◆ ABOUT THIS EXERCISE
Search term "match": copy each line of the records that contains it.

SOURCE MATERIAL Start Marker

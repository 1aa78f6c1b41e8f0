use crate::serde_utils::{bytes_serde, option_bytes_serde};
use bytes::Bytes;
use serde::{Deserialize, Serialize};

/// A single record bound for one partition of the log.
///
/// Keys and headers are optional; partition routing from a key is the
/// caller's concern, the writer never inspects either.
#[derive(Debug, Clone, PartialEq, Serialize, Deserialize)]
pub struct Message {
    /// Record key.
    #[serde(with = "option_bytes_serde")]
    pub key: Option<Bytes>,

    /// Record payload.
    #[serde(with = "bytes_serde")]
    pub value: Bytes,

    /// Metadata headers.
    #[serde(default)]
    pub headers: Vec<(String, Vec<u8>)>,
}

impl Message {
    /// Create a new message.
    pub fn new(value: impl Into<Bytes>) -> Self {
        Self {
            key: None,
            value: value.into(),
            headers: Vec::new(),
        }
    }

    /// Create a message with a key.
    pub fn with_key(key: impl Into<Bytes>, value: impl Into<Bytes>) -> Self {
        Self {
            key: Some(key.into()),
            value: value.into(),
            headers: Vec::new(),
        }
    }

    /// Add a header to the message.
    pub fn add_header(mut self, key: impl Into<String>, value: Vec<u8>) -> Self {
        self.headers.push((key.into(), value));
        self
    }
}

#[cfg(test)]
mod tests {
    use super::*;

    #[test]
    fn test_message_constructors() {
        let msg = Message::new("payload");
        assert!(msg.key.is_none());
        assert_eq!(&msg.value[..], b"payload");

        let msg = Message::with_key("k", "v").add_header("trace", vec![1, 2]);
        assert_eq!(msg.key.as_deref(), Some(b"k".as_slice()));
        assert_eq!(msg.headers.len(), 1);
    }
}
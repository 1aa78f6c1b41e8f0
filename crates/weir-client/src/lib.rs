//! # weir-client
//!
//! Partitioned batched writer for the weir event-streaming log: coalesces
//! producer-submitted write events into size- and time-bounded batches,
//! dispatches them over a bounded pool of partition-leader connections,
//! rides out broker failures with reconnect-and-retry, and reports the
//! authoritative server-assigned offsets back to each submitter.
//!
//! ## Features
//!
//! - **Async/Await**: built on Tokio; one driver task per partition plus a
//!   bounded set of worker tasks
//! - **Coalescing**: batches bounded by size and a per-partition time
//!   budget that shrinks under load
//! - **Backpressure**: bounded submit queues block producers instead of
//!   buffering without limit
//! - **At-least-once delivery**: broker I/O errors reconnect and retry
//!   forever; offsets are the only success signal
//! - **Sequential barriers**: an event can fence its partition, draining
//!   in-flight work before and after it
//!
//! ## Quick Start
//!
//! ```rust,ignore
//! use weir_client::{WriteEvent, Writer, WriterConfig, PartitionConfig};
//! use weir_core::{Codec, Message};
//!
//! # async fn example() -> weir_client::Result<()> {
//! let writer = Writer::new(WriterConfig {
//!     brokers: vec!["broker1:9092".into(), "broker2:9092".into()],
//!     topic: "orders".into(),
//!     partitions: 8,
//!     partition: PartitionConfig::default(),
//!     codec: Codec::Lz4,
//! });
//!
//! let event = WriteEvent::new(vec![Message::with_key("user-1", "created")]);
//! let receipt = writer.submit(3, event).await?;
//!
//! let ack = receipt.wait().await?;
//! println!("offset {} in batch {}", ack.offset, ack.batch_id);
//! # Ok(())
//! # }
//! ```
//!
//! ## Ordering
//!
//! Per partition, batches dispatch in the order their anchor events were
//! submitted, and events inside a batch are laid down in coalesce order, so
//! the messages of any single event are contiguous in the log. An event
//! flagged [`WriteEvent::sequential`] additionally drains its partition
//! before dispatching and holds new dispatch until it completes. No
//! ordering is implied across partitions.

pub mod admin;
pub mod connection;
pub mod error;
pub mod event;
pub mod manager;
pub mod pipeline;
pub mod pool;
pub mod wire;

pub use admin::{create_topic, TopicSettings};
pub use connection::{ConnStatus, Connection, VERBOSE_WRITES};
pub use error::{Error, Result};
pub use event::{WriteAck, WriteEvent, WriteReceipt};
pub use manager::{Writer, WriterConfig};
pub use pipeline::{PartitionConfig, PartitionTotals};
pub use pool::ConnectionPool;

// Re-export the shared types callers need to build events.
pub use weir_core::{Codec, Message};
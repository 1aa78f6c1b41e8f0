//! Topic-level writer: one partition pipeline per partition index.

use std::sync::Arc;
use tokio::sync::{mpsc, oneshot, watch};
use tokio::task::JoinHandle;
use tracing::{error, info};
use weir_core::Codec;

use crate::event::{WriteEvent, WriteReceipt};
use crate::pipeline::{PartitionConfig, PartitionTotals, PendingEvent, Pipeline};
use crate::{Error, Result};

/// Construction parameters for a [`Writer`].
#[derive(Debug, Clone)]
pub struct WriterConfig {
    /// Seed brokers, each `host:port`. Any of them can answer leader
    /// lookups.
    pub brokers: Vec<String>,

    /// Topic every partition of this writer appends to.
    pub topic: String,

    /// Partition count; `submit` accepts indices `0..partitions`.
    pub partitions: u32,

    /// Tuning shared by all partition pipelines.
    pub partition: PartitionConfig,

    /// Compression applied to every batch.
    pub codec: Codec,
}

struct PartitionHandle {
    pipeline: Arc<Pipeline>,
    tx: mpsc::Sender<PendingEvent>,
    driver: JoinHandle<()>,
    supervisor: JoinHandle<()>,
}

/// Moves ordered, partitioned event batches to the log.
///
/// Partition selection (hashing, round-robin, key affinity) is the
/// caller's concern; the writer routes exactly where it is told.
pub struct Writer {
    topic: String,
    handles: Vec<PartitionHandle>,
    shutdown: watch::Sender<bool>,
}

impl Writer {
    /// Spawn one pipeline per partition and start accepting submissions.
    ///
    /// Must be called from within a Tokio runtime.
    pub fn new(cfg: WriterConfig) -> Self {
        let (shutdown, shutdown_rx) = watch::channel(false);

        let handles = (0..cfg.partitions)
            .map(|partition| {
                let pipeline = Pipeline::new(
                    cfg.brokers.clone(),
                    cfg.topic.clone(),
                    partition,
                    cfg.partition.clone(),
                    cfg.codec,
                );
                let (tx, driver, supervisor) = pipeline.spawn(shutdown_rx.clone());
                PartitionHandle {
                    pipeline,
                    tx,
                    driver,
                    supervisor,
                }
            })
            .collect();

        info!(
            topic = %cfg.topic,
            partitions = cfg.partitions,
            codec = cfg.codec.name(),
            "writer started"
        );

        Self {
            topic: cfg.topic,
            handles,
            shutdown,
        }
    }

    /// Enqueue one event onto the chosen partition.
    ///
    /// Blocks (awaits) while that partition's queue is full - backpressure
    /// is the signal, not an error. The returned receipt resolves once the
    /// broker has accepted the event.
    pub async fn submit(&self, partition: u32, event: WriteEvent) -> Result<WriteReceipt> {
        let handle = self
            .handles
            .get(partition as usize)
            .ok_or(Error::NoSuchPartition {
                partition,
                partitions: self.handles.len() as u32,
            })?;

        let (ack_tx, ack_rx) = oneshot::channel();
        let total_bytes = event.total_bytes;
        let pending = PendingEvent {
            messages: event.messages,
            total_bytes,
            sequential: event.sequential,
            ack: ack_tx,
        };

        if handle.tx.send(pending).await.is_err() {
            return Err(Error::PipelineClosed);
        }

        // Accounted after the send so an abandoned submit cannot leak
        // gauge counts; the dequeue side may transiently run ahead.
        let stats = handle.pipeline.stats();
        stats.pending_events.add(1);
        stats.queued_events.add(1);
        stats.queued_bytes.add(total_bytes as i64);

        Ok(WriteReceipt { rx: ack_rx })
    }

    /// Check out one connection per partition, force a connect, and return
    /// it to the pool. Surfaces the first failure.
    pub async fn test_connect(&self) -> Result<()> {
        for (partition, handle) in self.handles.iter().enumerate() {
            let mut conn = handle.pipeline.pool().get();
            if let Err(e) = conn.connect().await {
                error!(
                    topic = %self.topic,
                    partition,
                    error = %e,
                    "connectivity check failed"
                );
                return Err(e);
            }
            handle.pipeline.pool().put(conn);
        }
        Ok(())
    }

    /// Partition count this writer serves.
    pub fn partitions(&self) -> u32 {
        self.handles.len() as u32
    }

    /// Cumulative write totals summed across all partitions.
    pub fn totals(&self) -> PartitionTotals {
        self.handles.iter().fold(
            PartitionTotals::default(),
            |mut sum, handle| {
                let t = handle.pipeline.totals();
                sum.wrote_events += t.wrote_events;
                sum.wrote_messages += t.wrote_messages;
                sum.wrote_bytes += t.wrote_bytes;
                sum
            },
        )
    }

    /// Cumulative write totals per partition, indexed by partition.
    pub fn partition_totals(&self) -> Vec<PartitionTotals> {
        self.handles
            .iter()
            .map(|handle| handle.pipeline.totals())
            .collect()
    }

    /// Stop accepting submissions, drain every partition queue, wait for
    /// in-flight workers, and stop the stat supervisors.
    pub async fn close(self) {
        let Writer {
            topic,
            handles,
            shutdown,
        } = self;

        let mut drivers = Vec::with_capacity(handles.len());
        let mut supervisors = Vec::with_capacity(handles.len());
        for handle in handles {
            drop(handle.tx);
            drivers.push(handle.driver);
            supervisors.push(handle.supervisor);
        }

        for driver in drivers {
            let _ = driver.await;
        }

        let _ = shutdown.send(true);
        for supervisor in supervisors {
            let _ = supervisor.await;
        }

        info!(topic = %topic, "writer closed");
    }
}
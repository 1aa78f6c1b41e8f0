//! A single leader connection.
//!
//! Each connection serves exactly one (topic, partition). Connecting means
//! dialing any seed broker, asking it who currently leads the partition,
//! and dialing that leader. The write path never surfaces broker I/O errors
//! to its caller: the log is the system of record, so a batch retries -
//! reconnecting between attempts with bounded backoff - until the broker
//! accepts it. Bounded latency, where it matters, is the concern of the
//! dispatch layer above.

use std::sync::atomic::{AtomicBool, Ordering};
use std::time::{Duration, Instant};
use tokio::net::TcpStream;
use tokio::time::timeout;
use tracing::{debug, error, info, warn};
use uuid::Uuid;
use weir_core::{Codec, Message};

use crate::wire::{self, Request, Response};
use crate::{Error, Result};

/// Dial timeout for seed and leader sockets.
pub(crate) const DIAL_TIMEOUT: Duration = Duration::from_secs(5);

/// Per-attempt deadline for a produce round-trip.
const WRITE_DEADLINE: Duration = Duration::from_secs(10);

/// Reconnect backoff cap in seconds.
const MAX_BACKOFF_SECS: u64 = 5;

/// Produce round-trips slower than this get an info line even when
/// [`VERBOSE_WRITES`] is off.
const SLOW_WRITE: Duration = Duration::from_millis(100);

/// Log every produce round-trip, not just the slow ones.
pub static VERBOSE_WRITES: AtomicBool = AtomicBool::new(false);

/// Health label for a connection, as seen by operators in log lines.
#[derive(Debug, Clone, Copy, PartialEq, Eq)]
pub enum ConnStatus {
    Ok,
    Broken,
}

/// A TCP session to the broker currently leading one (topic, partition).
///
/// Owned exclusively by whichever worker checked it out of the pool.
pub struct Connection {
    brokers: Vec<String>,
    topic: String,
    partition: u32,
    stream: Option<TcpStream>,
    status: ConnStatus,
    status_since: Instant,
    last_write: Instant,
}

impl Connection {
    pub(crate) fn new(brokers: Vec<String>, topic: String, partition: u32) -> Self {
        Self {
            brokers,
            topic,
            partition,
            stream: None,
            status: ConnStatus::Broken,
            status_since: Instant::now(),
            last_write: Instant::now(),
        }
    }

    /// Drop any existing session, then dial a seed broker, ask it for the
    /// current partition leader, and connect to that leader. Seeds are
    /// tried in order; the last error surfaces when all of them fail.
    pub async fn connect(&mut self) -> Result<()> {
        self.close();

        let mut last_err: Option<Error> = None;
        for seed in &self.brokers {
            match Self::dial_leader(seed, &self.topic, self.partition).await {
                Ok(stream) => {
                    debug!(
                        topic = %self.topic,
                        partition = self.partition,
                        leader = ?stream.peer_addr().ok(),
                        "connected to partition leader"
                    );
                    self.stream = Some(stream);
                    return Ok(());
                }
                Err(e) => {
                    error!(
                        topic = %self.topic,
                        partition = self.partition,
                        seed = %seed,
                        error = %e,
                        "dial leader via seed failed"
                    );
                    last_err = Some(e);
                }
            }
        }

        Err(Error::AllBrokersFailed(
            last_err
                .map(|e| e.to_string())
                .unwrap_or_else(|| "no seed brokers configured".into()),
        ))
    }

    async fn dial_leader(seed: &str, topic: &str, partition: u32) -> Result<TcpStream> {
        let mut seed_stream = timeout(DIAL_TIMEOUT, TcpStream::connect(seed))
            .await
            .map_err(|_| Error::Timeout(format!("dial seed {seed}")))??;

        wire::write_frame(
            &mut seed_stream,
            &Request::FindLeader {
                topic: topic.to_string(),
                partition,
            },
        )
        .await?;
        let leader = match wire::read_frame::<_, Response>(&mut seed_stream).await? {
            Response::Leader { addr } => addr,
            Response::Error { message } => return Err(Error::ServerError(message)),
            _ => return Err(Error::InvalidResponse),
        };

        let stream = timeout(DIAL_TIMEOUT, TcpStream::connect(&leader))
            .await
            .map_err(|_| Error::Timeout(format!("dial leader {leader}")))??;
        stream.set_nodelay(true).ok();
        Ok(stream)
    }

    /// Idempotent teardown. Dropping the stream closes the socket.
    pub fn close(&mut self) {
        self.stream = None;
    }

    /// Reconnect until it succeeds, sleeping `min(retry, 5)` seconds before
    /// each attempt - the first attempt is immediate, the backoff only
    /// grows across consecutive failures.
    pub(crate) async fn connect_must(&mut self) {
        self.set_status(ConnStatus::Broken);
        let mut retry: u64 = 0;
        loop {
            tokio::time::sleep(Duration::from_secs(retry.min(MAX_BACKOFF_SECS))).await;
            retry += 1;

            if let Err(e) = self.connect().await {
                warn!(
                    topic = %self.topic,
                    partition = self.partition,
                    retry,
                    error = %e,
                    "reconnect failed"
                );
                continue;
            }

            self.set_status(ConnStatus::Ok);
            break;
        }
    }

    /// Append a batch to the partition, retrying forever. Each attempt has
    /// a ten-second deadline; any failure reconnects and retries. Returns
    /// the broker-assigned offset of the first message.
    ///
    /// `batch_id` is opaque trace metadata for the log line only - the
    /// broker never sees it.
    pub(crate) async fn write_must(
        &mut self,
        codec: Codec,
        messages: &[Message],
        batch_id: Uuid,
    ) -> u64 {
        let mut reconnected = false;
        if self.stream.is_none() {
            reconnected = true;
            self.connect_must().await;
        }

        let started = Instant::now();
        let mut try_count = 0u32;

        let first_offset = loop {
            try_count += 1;

            let attempt = timeout(WRITE_DEADLINE, self.produce(codec, messages))
                .await
                .unwrap_or_else(|_| Err(Error::Timeout("produce deadline exceeded".into())));

            match attempt {
                Ok(offset) => {
                    self.last_write = Instant::now();
                    break offset;
                }
                Err(e) => {
                    let total_bytes: usize = messages.iter().map(|m| m.value.len()).sum();
                    error!(
                        topic = %self.topic,
                        partition = self.partition,
                        msgs = messages.len(),
                        total_bytes,
                        try_count,
                        error = %e,
                        "produce failed, reconnecting"
                    );
                    reconnected = true;
                    self.connect_must().await;
                }
            }
        };

        let elapsed = started.elapsed();
        if VERBOSE_WRITES.load(Ordering::Relaxed) || elapsed > SLOW_WRITE {
            info!(
                topic = %self.topic,
                partition = self.partition,
                ?elapsed,
                msgs = messages.len(),
                try_count,
                reconnected,
                batch_id = %batch_id,
                "produce round-trip"
            );
        }

        first_offset
    }

    async fn produce(&mut self, codec: Codec, messages: &[Message]) -> Result<u64> {
        let batch = wire::encode_batch(codec, messages)?;
        let stream = self
            .stream
            .as_mut()
            .ok_or_else(|| Error::ConnectionError("not connected".into()))?;

        wire::write_frame(
            stream,
            &Request::Produce {
                topic: self.topic.clone(),
                partition: self.partition,
                codec,
                batch,
            },
        )
        .await?;

        match wire::read_frame::<_, Response>(stream).await? {
            Response::Produced { first_offset, .. } => Ok(first_offset),
            Response::Error { message } => Err(Error::ServerError(message)),
            _ => Err(Error::InvalidResponse),
        }
    }

    /// Time of the last successful write.
    pub(crate) fn last_write(&self) -> Instant {
        self.last_write
    }

    pub fn status(&self) -> ConnStatus {
        self.status
    }

    /// When the connection entered its current status.
    pub fn status_since(&self) -> Instant {
        self.status_since
    }

    fn set_status(&mut self, status: ConnStatus) {
        self.status = status;
        self.status_since = Instant::now();
    }

    #[cfg(test)]
    pub(crate) fn set_last_write(&mut self, at: Instant) {
        self.last_write = at;
    }
}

SOURCE MATERIAL End Marker

◆ RESPONSE
            match Self::dial_leader(seed, &self.topic, self.partition).await {
        let leader = match wire::read_frame::<_, Response>(&mut seed_stream).await? {
            match attempt {
        match wire::read_frame::<_, Response>(stream).await? {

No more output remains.